Stored data entries:
'''
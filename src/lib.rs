mod action;
mod domain;
mod error;
mod planner;
mod search;
mod state;

pub use action::Action;
pub use domain::{Domain, DomainBuilder};
pub use error::{PlanError, Result};
pub use planner::{replay, Planner};
pub use search::{
    BestFirstSearch, BreadthFirstSearch, HeuristicStrategy, MisplacedObjects, SearchAlgorithm,
    SearchLimits, SearchOutcome, ZeroHeuristic,
};
pub use state::{Goal, WorldState};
'''
## Task to carry out
From the data above, count the lines that contain "domain" and write only that count.

## Answer to this problem
2